# Exercise goal
Each record, in full, must be restated word for word.

# Records shown
-------------------------
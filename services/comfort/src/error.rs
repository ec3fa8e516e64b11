//! Error types for the comfort dashboard client

use std::fmt;

use crate::cache::EntityKind;

/// Errors that can occur while talking to the comfort backend
#[derive(Debug, thiserror::Error)]
pub enum ComfortError {
    #[error("Configuration error: {0}")]
    Config(String),

    #[error("HTTP request failed: {0}")]
    Http(String),

    #[error("Server returned status {status}: {message}")]
    Status { status: u16, message: String },

    #[error("JSON parse error: {0}")]
    Json(#[from] serde_json::Error),

    #[error("{kind} '{id}' not found")]
    NotFound { kind: EntityKind, id: String },
}

/// Result type alias for comfort operations
pub type Result<T> = std::result::Result<T, ComfortError>;

/// Coarse classification of a failed user action
#[derive(Debug, Clone, Copy, PartialEq, Eq)]
pub enum FailureKind {
    /// The request never produced a response
    Network,
    /// The server rejected the request
    Validation,
    /// The target entity is not in the cache
    NotFound,
}

impl fmt::Display for FailureKind {
    fn fmt(&self, f: &mut fmt::Formatter<'_>) -> fmt::Result {
        match self {
            FailureKind::Network => write!(f, "network failure"),
            FailureKind::Validation => write!(f, "validation failure"),
            FailureKind::NotFound => write!(f, "not found"),
        }
    }
}

/// A mutation failure as surfaced to the user
#[derive(Debug, Clone, PartialEq, thiserror::Error)]
#[error("{kind}: {message}")]
pub struct Failure {
    pub kind: FailureKind,
    pub message: String,
}

impl Failure {
    pub fn new(kind: FailureKind, message: impl Into<String>) -> Self {
        Self {
            kind,
            message: message.into(),
        }
    }

    /// Classify `err`, keeping the server's own message when it sent one.
    pub fn from_error(err: &ComfortError, fallback: &str) -> Self {
        match err {
            ComfortError::Status { message, .. } if !message.trim().is_empty() => {
                Self::new(FailureKind::Validation, message.clone())
            }
            ComfortError::Status { .. } | ComfortError::Json(_) | ComfortError::Config(_) => {
                Self::new(FailureKind::Validation, fallback)
            }
            ComfortError::Http(_) => Self::new(FailureKind::Network, fallback),
            ComfortError::NotFound { .. } => Self::new(FailureKind::NotFound, err.to_string()),
        }
    }
}

/// Outcome of a user-initiated mutation; `Ok` carries the confirmation text
pub type MutationResult = std::result::Result<String, Failure>;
-------------------------
# Reply
filename services/comfort/src/error.rs
repository ec3fa8e516e64b11
//! Error types for the comfort dashboard client

use std::fmt;

use crate::cache::EntityKind;

/// Errors that can occur while talking to the comfort backend
#[derive(Debug, thiserror::Error)]
pub enum ComfortError {
    #[error("Configuration error: {0}")]
    Config(String),

    #[error("HTTP request failed: {0}")]
    Http(String),

    #[error("Server returned status {status}: {message}")]
    Status { status: u16, message: String },

    #[error("JSON parse error: {0}")]
    Json(#[from] serde_json::Error),

    #[error("{kind} '{id}' not found")]
    NotFound { kind: EntityKind, id: String },
}

/// Result type alias for comfort operations
pub type Result<T> = std::result::Result<T, ComfortError>;

/// Coarse classification of a failed user action
#[derive(Debug, Clone, Copy, PartialEq, Eq)]
pub enum FailureKind {
    /// The request never produced a response
    Network,
    /// The server rejected the request
    Validation,
    /// The target entity is not in the cache
    NotFound,
}

impl fmt::Display for FailureKind {
    fn fmt(&self, f: &mut fmt::Formatter<'_>) -> fmt::Result {
        match self {
            FailureKind::Network => write!(f, "network failure"),
            FailureKind::Validation => write!(f, "validation failure"),
            FailureKind::NotFound => write!(f, "not found"),
        }
    }
}

/// A mutation failure as surfaced to the user
#[derive(Debug, Clone, PartialEq, thiserror::Error)]
#[error("{kind}: {message}")]
pub struct Failure {
    pub kind: FailureKind,
    pub message: String,
}

impl Failure {
    pub fn new(kind: FailureKind, message: impl Into<String>) -> Self {
        Self {
            kind,
            message: message.into(),
        }
    }

    /// Classify `err`, keeping the server's own message when it sent one.
    pub fn from_error(err: &ComfortError, fallback: &str) -> Self {
        match err {
            ComfortError::Status { message, .. } if !message.trim().is_empty() => {
                Self::new(FailureKind::Validation, message.clone())
            }
            ComfortError::Status { .. } | ComfortError::Json(_) | ComfortError::Config(_) => {
                Self::new(FailureKind::Validation, fallback)
            }
            ComfortError::Http(_) => Self::new(FailureKind::Network, fallback),
            ComfortError::NotFound { .. } => Self::new(FailureKind::NotFound, err.to_string()),
        }
    }
}

/// Outcome of a user-initiated mutation; `Ok` carries the confirmation text
pub type MutationResult = std::result::Result<String, Failure>;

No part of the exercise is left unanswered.